impl InteractionState {
    /// Create an idle machine
    pub fn new() -> Self {
        Self {
            mode: DragMode::Idle,
        }
    }

    /// Abort the in-progress gesture without mutating the model
    pub fn cancel(&mut self) {
        self.mode = DragMode::Idle;
    }

    /// Classify and react to a pointer press
    pub fn pointer_down(
        &mut self,
        canvas: &mut GraphCanvas,
        pos: Pos2,
        button: PointerButton,
        modifiers: Modifiers,
    ) {
        if button == PointerButton::Middle {
            self.mode = DragMode::Panning;
            return;
        }
        if button != PointerButton::Primary {
            return;
        }

        if modifiers.alt {
            self.mode = DragMode::BoxSelecting {
                start: pos,
                current: pos,
                additive: modifiers.shift,
            };
            return;
        }

        match geometry::hit_test(canvas, pos) {
            HitTarget::SelectionHandle(handle) => {
                if let Some(bounds) = geometry::selection_bounds(canvas) {
                    let (anchor, grabbed) = match handle {
                        ResizeHandle::SE => (bounds.min, bounds.max),
                        ResizeHandle::NW => (bounds.max, bounds.min),
                        ResizeHandle::NE => (
                            Pos2::new(bounds.min.x, bounds.max.y),
                            Pos2::new(bounds.max.x, bounds.min.y),
                        ),
                        _ => (
                            Pos2::new(bounds.max.x, bounds.min.y),
                            Pos2::new(bounds.min.x, bounds.max.y),
                        ),
                    };
                    let start_positions = canvas
                        .nodes()
                        .filter(|n| canvas.selection.nodes.contains(&n.id))
                        .map(|n| (n.id, n.position))
                        .collect();
                    self.mode = DragMode::ResizingSelection {
                        anchor,
                        grabbed,
                        start_positions,
                    };
                }
            }
            HitTarget::FrameHandle(frame, handle) => {
                self.mode = DragMode::ResizingFrame {
                    frame,
                    handle,
                    last: pos,
                };
            }
            HitTarget::Port(_, port, direction) => {
                self.mode = DragMode::DrawingLink {
                    from: port,
                    direction,
                    current: pos,
                };
            }
            HitTarget::FramePortMarker(frame, proxy) => {
                if let Some(inner) = canvas.resolve_frame_port(frame, proxy) {
                    if let Some((_, port)) = canvas.find_port(inner) {
                        self.mode = DragMode::DrawingLink {
                            from: inner,
                            direction: port.direction,
                            current: pos,
                        };
                    }
                }
            }
            HitTarget::NodeBody(node) => {
                if !canvas.selection.nodes.contains(&node) {
                    canvas.select_node(node, modifiers.shift);
                }
                self.mode = DragMode::DraggingNodes {
                    grabbed: node,
                    last: pos,
                    moved: false,
                };
            }
            HitTarget::FrameHeader(frame) | HitTarget::FrameBody(frame) => {
                if !canvas.selection.frames.contains(&frame) {
                    canvas.select_frame(frame, modifiers.shift);
                }
                self.mode = DragMode::DraggingFrame {
                    frame,
                    last: pos,
                    moved: false,
                };
            }
            HitTarget::Link(link) => {
                canvas.select_link(link, modifiers.shift);
            }
            HitTarget::Empty => {
                if !modifiers.shift {
                    canvas.clear_selection();
                }
                self.mode = DragMode::BoxSelecting {
                    start: pos,
                    current: pos,
                    additive: modifiers.shift,
                };
            }
        }
    }

    /// Advance the active gesture to a new pointer position.
    ///
    /// `screen_delta` is the raw pointer movement; only panning needs it.
    pub fn pointer_moved(&mut self, canvas: &mut GraphCanvas, pos: Pos2, screen_delta: Vec2) {
        match &mut self.mode {
            DragMode::Idle => {}
            DragMode::Panning => {
                canvas.camera.offset += screen_delta / canvas.camera.zoom;
            }
            DragMode::BoxSelecting { current, .. } => {
                *current = pos;
            }
            DragMode::DraggingNodes { last, moved, .. } => {
                let delta = pos - *last;
                *last = pos;
                if delta != Vec2::ZERO {
                    *moved = true;
                    canvas.move_selection(delta);
                }
            }
            DragMode::DraggingFrame { frame, last, moved } => {
                let delta = pos - *last;
                *last = pos;
                if delta != Vec2::ZERO {
                    *moved = true;
                    let frame = *frame;
                    canvas.translate_frame(frame, delta);
                }
            }
            DragMode::ResizingFrame { frame, handle, last } => {
                let delta = pos - *last;
                *last = pos;
                let (frame, handle) = (*frame, *handle);
                canvas.resize_frame(frame, handle, delta);
            }
            DragMode::DrawingLink { current, .. } => {
                *current = pos;
            }
            DragMode::ResizingSelection {
                anchor,
                grabbed,
                start_positions,
            } => {
                let span = *grabbed - *anchor;
                let scale_x = if span.x.abs() > f32::EPSILON {
                    ((pos.x - anchor.x) / span.x).max(0.1)
                } else {
                    1.0
                };
                let scale_y = if span.y.abs() > f32::EPSILON {
                    ((pos.y - anchor.y) / span.y).max(0.1)
                } else {
                    1.0
                };
                let moves: Vec<(NodeId, Pos2)> = start_positions
                    .iter()
                    .map(|(id, start)| {
                        (
                            *id,
                            Pos2::new(
                                anchor.x + (start.x - anchor.x) * scale_x,
                                anchor.y + (start.y - anchor.y) * scale_y,
                            ),
                        )
                    })
                    .collect();
                for (node_id, position) in moves {
                    if let Some(node) = canvas.node_mut(node_id) {
                        node.position = position;
                    }
                }
            }
        }
    }

    /// Finish the active gesture. All modes re-enter `Idle`.
    pub fn pointer_up(&mut self, canvas: &mut GraphCanvas, pos: Pos2) {
        let mode = std::mem::replace(&mut self.mode, DragMode::Idle);
        match mode {
            DragMode::Idle | DragMode::Panning => {}

            DragMode::BoxSelecting {
                start,
                current: _,
                additive,
            } => {
                let rect = Rect::from_two_pos(start, pos);
                if !additive {
                    canvas.selection.nodes.clear();
                }
                let picked: Vec<NodeId> = canvas
                    .nodes()
                    .filter(|n| {
                        canvas.is_node_visible(n.id) && rect.intersects(geometry::node_rect(n))
                    })
                    .map(|n| n.id)
                    .collect();
                canvas.selection.nodes.extend(picked);
                canvas.events.on_selection_changed.notify(&());
            }

            DragMode::DraggingNodes { grabbed, moved, .. } => {
                if !moved {
                    return;
                }
                self.snap_selection(canvas);
                // Smart add: a single dropped node can splice into a link
                // or chain after the node it was dropped on.
                if canvas.selection.nodes.len() == 1 {
                    if let Some(link) = self.drop_target_link(canvas, grabbed, pos) {
                        if let Err(err) = canvas.splice_into_link(grabbed, link) {
                            tracing::debug!("splice rejected: {err}");
                        }
                    } else if let Some(over) = self.drop_target_node(canvas, pos) {
                        if let Err(err) = canvas.insert_after_node(over, grabbed) {
                            tracing::debug!("chain rejected: {err}");
                        }
                    }
                }
                canvas.request_store();
            }

            DragMode::DraggingFrame { frame, moved, .. } => {
                if !moved {
                    return;
                }
                if let Some(origin) = canvas.frame(frame).map(|f| f.bounds.min) {
                    let snapped = geometry::snap_floor(origin, canvas.grid_size);
                    canvas.translate_frame(frame, snapped - origin);
                }
                canvas.request_store();
            }

            DragMode::ResizingFrame { .. } | DragMode::ResizingSelection { .. } => {
                canvas.request_store();
            }

            DragMode::DrawingLink { from, .. } => {
                let target = match geometry::hit_test(canvas, pos) {
                    HitTarget::Port(_, port, _) => Some(port),
                    HitTarget::FramePortMarker(frame, proxy) => {
                        canvas.resolve_frame_port(frame, proxy)
                    }
                    _ => None,
                };
                // No valid target: the candidate is discarded untouched.
                let Some(target) = target else {
                    return;
                };
                if target == from {
                    return;
                }
                let compatibility = canvas.check_compatibility(from, target);
                if !compatibility.is_compatible() {
                    canvas.events.on_log.notify(
                        &crate::events::LogEntry::warning(compatibility.message().to_string()),
                    );
                    return;
                }
                match canvas.connect(from, target) {
                    Ok(_) => canvas.request_store(),
                    Err(err) => {
                        canvas
                            .events
                            .on_log
                            .notify(&crate::events::LogEntry::warning(err.to_string()));
                    }
                }
            }
        }
    }

    /// Floor-snap the dropped selection onto the grid
    fn snap_selection(&self, canvas: &mut GraphCanvas) {
        let grid = canvas.grid_size;
        let ids: Vec<NodeId> = canvas.selection.nodes.iter().copied().collect();
        for node_id in ids {
            if let Some(node) = canvas.node_mut(node_id) {
                node.position = geometry::snap_floor(node.position, grid);
            }
        }
        let frames: Vec<FrameId> = canvas.selection.frames.iter().copied().collect();
        for frame_id in frames {
            if let Some(origin) = canvas.frame(frame_id).map(|f| f.bounds.min) {
                let snapped = geometry::snap_floor(origin, grid);
                canvas.translate_frame(frame_id, snapped - origin);
            }
        }
    }

    /// Topmost visible link under the pointer not touching the dragged node
    fn drop_target_link(
        &self,
        canvas: &GraphCanvas,
        dragged: NodeId,
        pos: Pos2,
    ) -> Option<LinkId> {
        for link in canvas.links() {
            if !link.visible || link.involves_node(dragged) {
                continue;
            }
            if let Some((from, to)) = geometry::link_endpoints(canvas, link) {
                let near = geometry::link_path(from, to)
                    .windows(2)
                    .any(|pair| dist_to_segment(pos, pair[0], pair[1]) <= geometry::LINK_HIT_DISTANCE * 2.0);
                if near {
                    return Some(link.id);
                }
            }
        }
        None
    }

    /// Topmost visible unselected node under the pointer
    fn drop_target_node(&self, canvas: &GraphCanvas, pos: Pos2) -> Option<NodeId> {
        canvas
            .nodes()
            .rev()
            .find(|n| {
                !canvas.selection.nodes.contains(&n.id)
                    && canvas.is_node_visible(n.id)
                    && geometry::node_rect(n).contains(pos)
            })
            .map(|n| n.id)
    }

    /// Toggle collapse on double-clicked frames and nodes
    pub fn double_click(&mut self, canvas: &mut GraphCanvas, pos: Pos2) {
        match geometry::hit_test(canvas, pos) {
            HitTarget::FrameHeader(frame) => {
                let collapsed = canvas.frame(frame).map(|f| f.collapsed);
                match collapsed {
                    Some(true) => canvas.expand_frame(frame),
                    Some(false) => canvas.collapse_frame(frame),
                    None => {}
                }
                canvas.request_store();
            }
            HitTarget::NodeBody(node) => {
                if let Some(node) = canvas.node_mut(node) {
                    node.collapsed = !node.collapsed;
                }
                canvas.request_store();
            }
            _ => {}
        }
    }
}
- - - -
_Problem statement_:
In the data above, find the line with "pub fn new()" and the line with "if button != PointerButton::Primary". Retype both, plus every line between them, exactly.

_Response_:
    pub fn new() -> Self {
        Self {
            mode: DragMode::Idle,
        }
    }

    /// Abort the in-progress gesture without mutating the model
    pub fn cancel(&mut self) {
        self.mode = DragMode::Idle;
    }

    /// Classify and react to a pointer press
    pub fn pointer_down(
        &mut self,
        canvas: &mut GraphCanvas,
        pos: Pos2,
        button: PointerButton,
        modifiers: Modifiers,
    ) {
        if button == PointerButton::Middle {
            self.mode = DragMode::Panning;
            return;
        }
        if button != PointerButton::Primary {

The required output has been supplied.